ASSIGNMENT: Report back each line of the data that contains the word "pipeline".
● ● ● ● ● ● ●
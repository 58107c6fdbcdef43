//! HTTP routes for the tier gateway.
//!
//! Defines the axum router and the shared application state.

use crate::auth::TokenValidator;
use crate::handlers;
use crate::proxy::ForwardingEngine;
use crate::routing::RouteTable;
use axum::{routing::get, Router};
use std::sync::Arc;
use tower_http::trace::TraceLayer;

/// Application state shared across all handlers.
///
/// Everything here is established before serving begins and is read-only
/// afterwards, so concurrent requests share it without locking.
#[derive(Debug)]
pub struct AppState {
    /// Immutable tier-to-backend mapping.
    pub route_table: RouteTable,

    /// Token validator holding the verification key.
    pub validator: TokenValidator,

    /// Forwarding engine with the shared upstream client.
    pub engine: ForwardingEngine,
}

/// Build the application routes.
///
/// - `GET /health` - liveness probe, public, never enters the dispatch
///   pipeline
/// - everything else - the authenticated reverse-proxy path
/// - `TraceLayer` for request logging
pub fn build_routes(state: Arc<AppState>) -> Router {
    Router::new()
        .route("/health", get(handlers::health_check))
        .fallback(handlers::dispatch)
        .with_state(state)
        .layer(TraceLayer::new_for_http())
}
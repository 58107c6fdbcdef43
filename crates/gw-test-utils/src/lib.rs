//! # Gateway Test Utilities
//!
//! Shared test utilities for the tier gateway.
//!
//! This crate provides:
//! - Fixed RSA keypairs for reproducible signature tests
//! - A token builder minting RS256 (and deliberately-wrong) tokens
//! - A server harness spawning a real gateway on an ephemeral port
//!
//! ## Usage
//!
//! ```rust,ignore
//! use gw_test_utils::{TestGateway, TestTokenBuilder};
//!
//! #[tokio::test]
//! async fn test_example() -> anyhow::Result<()> {
//!     let gateway = TestGateway::spawn(&[("gold", "http://127.0.0.1:9001")]).await?;
//!     let token = TestTokenBuilder::new().with_tier("gold").mint();
//!
//!     let response = reqwest::Client::new()
//!         .get(format!("{}/orders", gateway.url()))
//!         .bearer_auth(token)
//!         .send()
//!         .await?;
//!     Ok(())
//! }
//! ```

pub mod crypto_fixtures;
pub mod server_harness;
pub mod token_builders;

pub use crypto_fixtures::*;
pub use server_harness::*;
pub use token_builders::*;
//! Tier gateway library.
//!
//! An authenticating reverse proxy: inbound requests present an RSA-signed
//! bearer token, the gateway verifies it against a public key loaded at
//! startup, reads the `tier` claim, resolves the tier to a backend base
//! URL through an immutable route table, and relays the request/response
//! pair transparently.
//!
//! # Modules
//!
//! - [`config`] - environment-based configuration, fatal startup errors
//! - [`auth`] - bearer-token validation and tier resolution
//! - [`routing`] - the immutable tier route table
//! - [`proxy`] - the forwarding engine
//! - [`handlers`] - health probe and the dispatch pipeline
//! - [`routes`] - router construction and shared state
//! - [`errors`] - request-scoped error taxonomy and wire mapping

pub mod auth;
pub mod config;
pub mod errors;
pub mod handlers;
pub mod proxy;
pub mod routes;
pub mod routing;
● ● ● ● ● ● ●
RESULT FOR THIS EXERCISE:
///   pipeline
//! - [`handlers`] - health probe and the dispatch pipeline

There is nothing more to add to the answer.